This is a legal process which must be accepted and allowed to be practiced without any hindrance.
- The Respondents including the applicant are now in court. The purpose of service has been served and completed.
- For those reasons leave is refused in so far as the decision of 13 September is concerned.
- In relation to the application for leave to review the decision of the trial judge on 19 September 2012 I say this.
- The petitioner was served on 27 August 2012 at the Respondent's residential address at his Malba village, Maprik, East Sepik. The
matter was returnable on 13 September, 2012.

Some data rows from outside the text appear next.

use crate::types::constants::schemes;
use crate::types::{KeepaliveError, Result};
use url::Url;

/// Turns channel addresses into WebSocket URLs.
///
/// Relative addresses are resolved against the base URL, the way a browser
/// resolves them against the page location.
#[derive(Debug, Clone, Default)]
pub struct EndpointResolver {
    base: Option<Url>,
}

impl EndpointResolver {
    pub fn new(base_url: Option<&str>) -> Result<Self> {
        let base = base_url.map(Url::parse).transpose()?;
        Ok(Self { base })
    }

    pub fn base(&self) -> Option<&Url> {
        self.base.as_ref()
    }

    /// Resolves `address` and rewrites its scheme to the WebSocket equivalent
    pub fn resolve(&self, address: &str) -> Result<String> {
        let url = match &self.base {
            Some(base) => base.join(address)?,
            None => Url::parse(address)?,
        };
        http_to_ws_endpoint(url)
    }
}

/// Converts an HTTP(S) URL to its WebSocket equivalent
pub fn http_to_ws_endpoint(mut url: Url) -> Result<String> {
    let scheme = match url.scheme() {
        schemes::HTTP | schemes::WS => schemes::WS,
        schemes::HTTPS | schemes::WSS => schemes::WSS,
        other => return Err(KeepaliveError::InvalidScheme(other.to_string())),
    };

    url.set_scheme(scheme)
        .map_err(|_| KeepaliveError::InvalidScheme(url.scheme().to_string()))?;

    Ok(url.to_string())
}

#[cfg(test)]
mod tests {
    use super::*;

    #[test]
    fn test_relative_address_joins_base() {
        let resolver = EndpointResolver::new(Some("http://localhost:3000/app/index.html")).unwrap();
        assert_eq!(
            resolver.resolve("/ws/common").unwrap(),
            "ws://localhost:3000/ws/common"
        );
    }

    #[test]
    fn test_https_becomes_wss() {
        let resolver = EndpointResolver::new(Some("https://example.com/")).unwrap();
        assert_eq!(
            resolver.resolve("/ws/chat?room=1").unwrap(),
            "wss://example.com/ws/chat?room=1"
        );
    }

    #[test]
    fn test_absolute_address_overrides_base() {
        let resolver = EndpointResolver::new(Some("https://example.com/")).unwrap();
        assert_eq!(
            resolver.resolve("http://other.host:8080/ws").unwrap(),
            "ws://other.host:8080/ws"
        );
    }

    #[test]
    fn test_websocket_schemes_are_kept() {
        let resolver = EndpointResolver::default();
        assert_eq!(resolver.resolve("ws://a/b").unwrap(), "ws://a/b");
        assert_eq!(resolver.resolve("wss://a/b").unwrap(), "wss://a/b");
    }

    #[test]
    fn test_relative_address_without_base_fails() {
        let resolver = EndpointResolver::default();
        assert!(matches!(
            resolver.resolve("/ws/common"),
            Err(KeepaliveError::UrlParse(_))
        ));
    }

    #[test]
    fn test_unsupported_scheme_fails() {
        let resolver = EndpointResolver::default();
        match resolver.resolve("ftp://example.com/ws") {
            Err(KeepaliveError::InvalidScheme(scheme)) => assert_eq!(scheme, "ftp"),
            other => panic!("expected InvalidScheme, got {:?}", other),
        }
    }

    #[test]
    fn test_invalid_base_url_fails() {
        assert!(EndpointResolver::new(Some("not a url")).is_err());
    }
}
use super::{
    ClientConfig, ConnectionManager, ConnectionState, KeepaliveClientBuilder, KeepaliveOptions,
};
use crate::messaging::{ConnectionEvent, EventReceiver, EventSender, MessageHandler};
use crate::transport::Transport;
use crate::types::{KeepaliveError, Result};
use std::sync::Arc;
use tokio::sync::{Mutex, oneshot, watch};
use tokio::task::JoinHandle;
use tokio::time::Instant;

/// Handle to a keepalive connection.
///
/// `KeepaliveClient` keeps one logical channel open over an unreliable
/// WebSocket link. Once opened, it probes the peer with heartbeats and, when a
/// transport error or a missing acknowledgment reveals the link is gone,
/// reconnects to the same address with the same message handler. The message
/// handler is never told about connection loss or reconnection.
///
/// All state lives in a background event loop; this handle only posts
/// requests to it and is cheap to clone. Dropping the last clone shuts the
/// event loop down.
///
/// # Example
///
/// ```no_run
/// use std::sync::Arc;
/// use ws_keepalive::{KeepaliveClient, KeepaliveOptions};
///
/// # async fn example() -> Result<(), Box<dyn std::error::Error>> {
/// let client = KeepaliveClient::new(KeepaliveOptions {
///     base_url: Some("https://example.com".to_string()),
///     ..Default::default()
/// })?;
///
/// client.connect(
///     Some("/ws/chat"),
///     Some(Arc::new(|text: String| println!("received {}", text))),
/// )?;
/// # Ok(())
/// # }
/// ```
#[derive(Clone)]
pub struct KeepaliveClient {
    pub(crate) config: ClientConfig,
    pub(crate) events: EventSender,
    pub(crate) state: watch::Receiver<ConnectionState>,
    pub(crate) event_loop: Arc<EventLoopGuard>,
}

/// Shared by all clones of a client; stops the event loop when the last one goes away
pub(crate) struct EventLoopGuard {
    events: EventSender,
    handle: Mutex<Option<JoinHandle<()>>>,
}

impl EventLoopGuard {
    pub(crate) fn new(events: EventSender, handle: JoinHandle<()>) -> Self {
        Self {
            events,
            handle: Mutex::new(Some(handle)),
        }
    }
}

impl Drop for EventLoopGuard {
    fn drop(&mut self) {
        // The manager holds senders of its own, so the channel never closes by itself
        if self.events.send(ConnectionEvent::Shutdown).is_ok() {
            tracing::debug!("Last client handle dropped, stopping event loop");
        }
    }
}

impl KeepaliveClient {
    /// Creates a client over WebSocket connections and starts its event loop.
    ///
    /// Must be called from within a tokio runtime. No connection is opened
    /// until [`connect()`](Self::connect) is called.
    ///
    /// # Errors
    ///
    /// Returns [`KeepaliveError::Config`] for a zero tick interval or ack
    /// timeout, and [`KeepaliveError::UrlParse`] for a malformed base URL.
    pub fn new(options: KeepaliveOptions) -> Result<Self> {
        KeepaliveClientBuilder::new(options).map(|builder| builder.build())
    }

    /// Opens the channel at `address` (default address when `None`), routing
    /// application payloads to `handler`.
    ///
    /// Does nothing if a connection is already connecting or open. The
    /// address and handler are remembered and reused by every automatic
    /// reconnect.
    ///
    /// # Errors
    ///
    /// Returns an error if the address cannot be resolved to a WebSocket URL
    /// or the client has been shut down.
    pub fn connect(&self, address: Option<&str>, handler: Option<MessageHandler>) -> Result<()> {
        let target = address.unwrap_or(&self.config.default_address);
        self.config.resolver.resolve(target)?;

        self.post(ConnectionEvent::Connect {
            address: address.map(str::to_owned),
            handler,
        })
    }

    /// Closes the connection and stops the heartbeat. No-op when disconnected.
    pub fn disconnect(&self) -> Result<()> {
        self.post(ConnectionEvent::Disconnect)
    }

    /// Sends application data over the open connection.
    ///
    /// # Errors
    ///
    /// [`KeepaliveError::NotConnected`] unless the connection is open,
    /// [`KeepaliveError::ReservedPayload`] when `text` is the probe token.
    pub async fn send(&self, text: impl Into<String>) -> Result<()> {
        let (reply, response) = oneshot::channel();
        self.post(ConnectionEvent::Send {
            text: text.into(),
            reply,
        })?;

        response.await.map_err(|_| KeepaliveError::Closed)?
    }

    pub fn state(&self) -> ConnectionState {
        *self.state.borrow()
    }

    pub fn is_connected(&self) -> bool {
        self.state() == ConnectionState::Open
    }

    /// Watch channel following every connection state transition
    pub fn state_changes(&self) -> watch::Receiver<ConnectionState> {
        self.state.clone()
    }

    /// Disconnects, stops the event loop and waits for it to finish
    pub async fn shutdown(&self) -> Result<()> {
        if self.events.send(ConnectionEvent::Shutdown).is_err() {
            tracing::debug!("Event loop already stopped");
        }

        let handle = self.event_loop.handle.lock().await.take();
        if let Some(handle) = handle {
            handle
                .await
                .map_err(|e| KeepaliveError::Connection(format!("event loop failed: {}", e)))?;
        }
        Ok(())
    }

    fn post(&self, event: ConnectionEvent) -> Result<()> {
        self.events.send(event).map_err(|_| KeepaliveError::Closed)
    }
}

/// Drains the event channel, applying each event to the manager in order
pub(crate) async fn run_event_loop<T: Transport>(
    mut manager: ConnectionManager<T>,
    mut events: EventReceiver,
) {
    tracing::debug!("Starting event loop");
    while let Some(event) = events.recv().await {
        if manager.handle_event(event, Instant::now()).is_break() {
            break;
        }
    }
    tracing::debug!("Event loop finished");
}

- Some interesting factors I note is that Councillor Elvis of Malba village was under instructions not to accept service of any documents
when he received the documents. The applicant ought to have been aware of the return date. He choose not to be present from advise
and therefore very important orders were made in his absence about service of the petition. Even if he was present on 13 September
at the hearing, would the decision of his honour have been any different given the factual circumstances. I can only speculate.
- He sought to set aside those same orders on 19 September but his application to set them aside were refused and rejected.

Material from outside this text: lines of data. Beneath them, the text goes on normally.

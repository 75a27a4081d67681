use crate::transport::{ConnectionId, TransportEvent};
use crate::types::Result;
use std::fmt;
use std::sync::Arc;
use tokio::sync::{mpsc, oneshot};

/// Consumer of application payloads received on the channel
pub type MessageHandler = Arc<dyn Fn(String) + Send + Sync + 'static>;

/// Sending half of the client event loop channel
pub type EventSender = mpsc::UnboundedSender<ConnectionEvent>;

/// Receiving half of the client event loop channel
pub type EventReceiver = mpsc::UnboundedReceiver<ConnectionEvent>;

/// Creates the channel every producer (public handle, transport, heartbeat
/// ticker) posts into and the event loop drains.
pub fn event_channel() -> (EventSender, EventReceiver) {
    mpsc::unbounded_channel()
}

/// Everything that can change the connection state, processed one at a time
pub enum ConnectionEvent {
    /// Caller asked to connect
    Connect {
        address: Option<String>,
        handler: Option<MessageHandler>,
    },
    /// Caller asked to disconnect
    Disconnect,
    /// Caller wants to send application data
    Send {
        text: String,
        reply: oneshot::Sender<Result<()>>,
    },
    /// Something happened on a transport connection
    Transport {
        id: ConnectionId,
        event: TransportEvent,
    },
    /// Heartbeat timer fired
    Tick,
    /// Tear everything down and stop the event loop
    Shutdown,
}

impl ConnectionEvent {
    pub fn transport(id: ConnectionId, event: TransportEvent) -> Self {
        Self::Transport { id, event }
    }
}

impl fmt::Debug for ConnectionEvent {
    fn fmt(&self, f: &mut fmt::Formatter<'_>) -> fmt::Result {
        match self {
            Self::Connect { address, handler } => f
                .debug_struct("Connect")
                .field("address", address)
                .field("handler", &handler.is_some())
                .finish(),
            Self::Disconnect => f.write_str("Disconnect"),
            Self::Send { text, .. } => f.debug_struct("Send").field("text", text).finish(),
            Self::Transport { id, event } => f
                .debug_struct("Transport")
                .field("id", id)
                .field("event", event)
                .finish(),
            Self::Tick => f.write_str("Tick"),
            Self::Shutdown => f.write_str("Shutdown"),
        }
    }
}

#[cfg(test)]
mod tests {
    use super::*;

    #[test]
    fn test_debug_hides_handler() {
        let handler: MessageHandler = Arc::new(|_| {});
        let event = ConnectionEvent::Connect {
            address: Some("/ws/chat".to_string()),
            handler: Some(handler),
        };

        let rendered = format!("{:?}", event);
        assert_eq!(
            rendered,
            r#"Connect { address: Some("/ws/chat"), handler: true }"#
        );
    }

    #[test]
    fn test_transport_constructor() {
        let event = ConnectionEvent::transport(ConnectionId::new(3), TransportEvent::Opened);
        assert!(matches!(
            event,
            ConnectionEvent::Transport { id, event: TransportEvent::Opened } if id == ConnectionId::new(3)
        ));
    }
}
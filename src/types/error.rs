use thiserror::Error;

/// Errors surfaced by the keepalive client.
///
/// Connection loss is never reported through this type: transport errors and
/// heartbeat timeouts are recovered internally by reconnecting.
#[derive(Error, Debug)]
pub enum KeepaliveError {
    /// General connection error with descriptive message
    #[error("Connection error: {0}")]
    Connection(String),

    /// URL parsing error (malformed address or base URL)
    #[error("URL parse error: {0}")]
    UrlParse(#[from] url::ParseError),

    /// The resolved address uses a scheme that has no WebSocket equivalent
    #[error("Unsupported scheme: {0}")]
    InvalidScheme(String),

    /// Invalid client options
    #[error("Configuration error: {0}")]
    Config(String),

    /// Application data equal to the probe token would be swallowed by the keepalive
    #[error("Payload is reserved for heartbeat probes")]
    ReservedPayload,

    /// Attempted operation while not connected to the server
    #[error("Not connected")]
    NotConnected,

    /// The client event loop has shut down
    #[error("Client is shut down")]
    Closed,
}

/// Convenience type alias for `Result<T, KeepaliveError>`.
pub type Result<T> = std::result::Result<T, KeepaliveError>;
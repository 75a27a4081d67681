/// Reserved in-band token used both as heartbeat probe and as its acknowledgment
pub const PROBE_TOKEN: &str = "!";

/// Channel address used when `connect` is called without one
pub const DEFAULT_CHANNEL_ADDRESS: &str = "/ws/common";

/// Heartbeat tick interval (milliseconds)
pub const TICK_INTERVAL: u64 = 5000;

/// Minimum time between two probes (milliseconds)
pub const PROBE_INTERVAL: u64 = 6000;

/// Grace period for a probe acknowledgment (milliseconds)
pub const ACK_TIMEOUT: u64 = 1000;

/// URL schemes
pub mod schemes {
    pub const HTTP: &str = "http";
    pub const HTTPS: &str = "https";
    pub const WS: &str = "ws";
    pub const WSS: &str = "wss";
}
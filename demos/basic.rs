use std::sync::Arc;
use ws_keepalive::{KeepaliveClient, KeepaliveOptions};

#[tokio::main]
async fn main() -> Result<(), Box<dyn std::error::Error>> {
    dotenvy::dotenv().ok();

    // Initialize tracing to see heartbeat and reconnect logs
    tracing_subscriber::fmt()
        .with_env_filter(
            tracing_subscriber::EnvFilter::try_from_default_env()
                .unwrap_or_else(|_| "ws_keepalive=debug,info".into()),
        )
        .init();

    let base_url =
        std::env::var("KEEPALIVE_BASE_URL").unwrap_or_else(|_| "http://localhost:3000".into());
    let address = std::env::var("KEEPALIVE_ADDRESS").ok();

    let client = KeepaliveClient::new(KeepaliveOptions {
        base_url: Some(base_url.clone()),
        ..Default::default()
    })?;

    println!("Connecting to {}...", base_url);
    client.connect(
        address.as_deref(),
        Some(Arc::new(|text: String| println!("<- {}", text))),
    )?;

    // Keep connection alive; drop the network to watch it reconnect
    tokio::signal::ctrl_c().await?;

    println!("Disconnecting...");
    client.shutdown().await?;
    println!("Disconnected!");

    Ok(())
}
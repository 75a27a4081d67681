use futures::{SinkExt, StreamExt};
use std::net::SocketAddr;
use std::sync::Arc;
use std::time::Duration;
use tokio::net::TcpListener;
use tokio::sync::mpsc;
use tokio_tungstenite::tungstenite::Message;
use ws_keepalive::{ConnectionState, KeepaliveClient, KeepaliveOptions, MessageHandler};

#[derive(Debug, Clone, Copy)]
enum Mode {
    /// Answers probes and echoes application data
    Echo,
    /// Drops the first connection right after the handshake, then behaves like `Echo`
    DropFirst,
    /// Accepts connections and never answers
    Silent,
}

#[derive(Debug, PartialEq, Eq)]
enum ServerEvent {
    Accepted(usize),
    Probe(usize),
}

async fn spawn_server(mode: Mode) -> (SocketAddr, mpsc::UnboundedReceiver<ServerEvent>) {
    let listener = TcpListener::bind("127.0.0.1:0").await.unwrap();
    let addr = listener.local_addr().unwrap();
    let (tx, rx) = mpsc::unbounded_channel();

    tokio::spawn(async move {
        let mut index = 0;
        while let Ok((stream, _)) = listener.accept().await {
            let Ok(mut ws) = tokio_tungstenite::accept_async(stream).await else {
                continue;
            };
            let _ = tx.send(ServerEvent::Accepted(index));

            let events = tx.clone();
            let connection = index;
            index += 1;

            tokio::spawn(async move {
                match mode {
                    Mode::DropFirst if connection == 0 => {
                        drop(ws);
                        return;
                    }
                    Mode::DropFirst => {
                        let _ = ws.send(Message::text("welcome".to_string())).await;
                    }
                    _ => {}
                }

                while let Some(Ok(message)) = ws.next().await {
                    let Message::Text(text) = message else {
                        continue;
                    };
                    if text.as_str() == "!" {
                        let _ = events.send(ServerEvent::Probe(connection));
                    }
                    if matches!(mode, Mode::Silent) {
                        continue;
                    }

                    let reply = if text.as_str() == "!" {
                        "!".to_string()
                    } else {
                        format!("echo:{}", text.as_str())
                    };
                    if ws.send(Message::text(reply)).await.is_err() {
                        break;
                    }
                }
            });
        }
    });

    (addr, rx)
}

fn client_for(addr: SocketAddr, tick: u64, probe: u64, ack: u64) -> KeepaliveClient {
    KeepaliveClient::new(KeepaliveOptions {
        base_url: Some(format!("http://{}/index.html", addr)),
        default_address: Some("/ws/test".to_string()),
        tick_interval: Some(tick),
        probe_interval: Some(probe),
        ack_timeout: Some(ack),
    })
    .unwrap()
}

fn channel_handler() -> (MessageHandler, mpsc::UnboundedReceiver<String>) {
    let (tx, rx) = mpsc::unbounded_channel();
    let handler: MessageHandler = Arc::new(move |payload| {
        let _ = tx.send(payload);
    });
    (handler, rx)
}

async fn next_event(rx: &mut mpsc::UnboundedReceiver<ServerEvent>) -> ServerEvent {
    tokio::time::timeout(Duration::from_secs(5), rx.recv())
        .await
        .expect("timeout waiting for server event")
        .expect("server stopped")
}

async fn wait_for_accept(rx: &mut mpsc::UnboundedReceiver<ServerEvent>, expected: usize) {
    loop {
        if next_event(rx).await == ServerEvent::Accepted(expected) {
            return;
        }
    }
}

async fn wait_for_open(client: &KeepaliveClient) {
    let mut changes = client.state_changes();
    tokio::time::timeout(
        Duration::from_secs(5),
        changes.wait_for(|state| *state == ConnectionState::Open),
    )
    .await
    .expect("timeout waiting for open")
    .expect("state channel closed");
}

#[tokio::test]
async fn test_data_and_probes_over_websocket() {
    let (addr, mut server) = spawn_server(Mode::Echo).await;
    let client = client_for(addr, 50, 100, 500);
    let (handler, mut received) = channel_handler();

    client.connect(None, Some(handler)).unwrap();
    wait_for_accept(&mut server, 0).await;
    wait_for_open(&client).await;

    client.send("hello").await.unwrap();
    let reply = tokio::time::timeout(Duration::from_secs(5), received.recv())
        .await
        .unwrap()
        .unwrap();
    assert_eq!(reply, "echo:hello");

    // The server sees probes; their acknowledgments never reach the handler
    assert_eq!(next_event(&mut server).await, ServerEvent::Probe(0));
    tokio::time::sleep(Duration::from_millis(200)).await;
    while let Ok(payload) = received.try_recv() {
        assert_ne!(payload, "!");
    }

    client.shutdown().await.unwrap();
    assert_eq!(client.state(), ConnectionState::Disconnected);
}

#[tokio::test]
async fn test_reconnects_after_server_drops_connection() {
    let (addr, mut server) = spawn_server(Mode::DropFirst).await;
    let client = client_for(addr, 100, 200, 100);
    let (handler, mut received) = channel_handler();

    client.connect(Some("/ws/feed"), Some(handler)).unwrap();
    wait_for_accept(&mut server, 0).await;
    wait_for_accept(&mut server, 1).await;

    // Same handler is used on the new connection
    let welcome = tokio::time::timeout(Duration::from_secs(5), received.recv())
        .await
        .unwrap()
        .unwrap();
    assert_eq!(welcome, "welcome");

    wait_for_open(&client).await;
    client.shutdown().await.unwrap();
}

#[tokio::test]
async fn test_reconnects_when_probes_go_unanswered() {
    let (addr, mut server) = spawn_server(Mode::Silent).await;
    let client = client_for(addr, 20, 40, 30);

    client.connect(None, None).unwrap();
    wait_for_accept(&mut server, 0).await;
    assert_eq!(next_event(&mut server).await, ServerEvent::Probe(0));
    wait_for_accept(&mut server, 1).await;

    client.shutdown().await.unwrap();
}

#[tokio::test]
async fn test_disconnect_stops_reconnecting() {
    let (addr, mut server) = spawn_server(Mode::Silent).await;
    let client = client_for(addr, 20, 40, 30);

    client.connect(None, None).unwrap();
    wait_for_accept(&mut server, 0).await;
    wait_for_open(&client).await;
    client.disconnect().unwrap();

    let mut changes = client.state_changes();
    tokio::time::timeout(
        Duration::from_secs(5),
        changes.wait_for(|state| *state == ConnectionState::Disconnected),
    )
    .await
    .unwrap()
    .unwrap();

    // Without a running heartbeat nothing triggers another connection
    tokio::time::sleep(Duration::from_millis(300)).await;
    while let Ok(event) = server.try_recv() {
        assert!(
            !matches!(event, ServerEvent::Accepted(n) if n > 0),
            "unexpected reconnect: {:?}",
            event
        );
    }

    client.shutdown().await.unwrap();
}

- Again I do not consider that any serious error of fact has been made by the trial judge such that it is outrageous or absurd. See
Ludwick Shultz case and Kalit v Pundari SC 569.
- No injustice has been caused or justice has not miscarried.
- The applicant resisted service at the Jacksons Airport. He put the petitioner through enormous expenses and time that they went about
doing what was legally correct.
- In this instant case I also refuse leave for judicial review of the decision of the National made on 19 September, 2012.
- The final point to be made in this application is that the Election Petition Rules do not make provisions for judicial review from interlocutory decisions.
- The application in this instance arises from an interlocutory decision. The substantive matter is still there to be argued.
- In my view as the law and the Rules do not provide for such leave application from interlocutory rulings the Court will not allow
such application from interlocutory decisions.
- I award costs of this application to the respondent to this application.
- I make no order for costs to the Electoral Commission lawyers.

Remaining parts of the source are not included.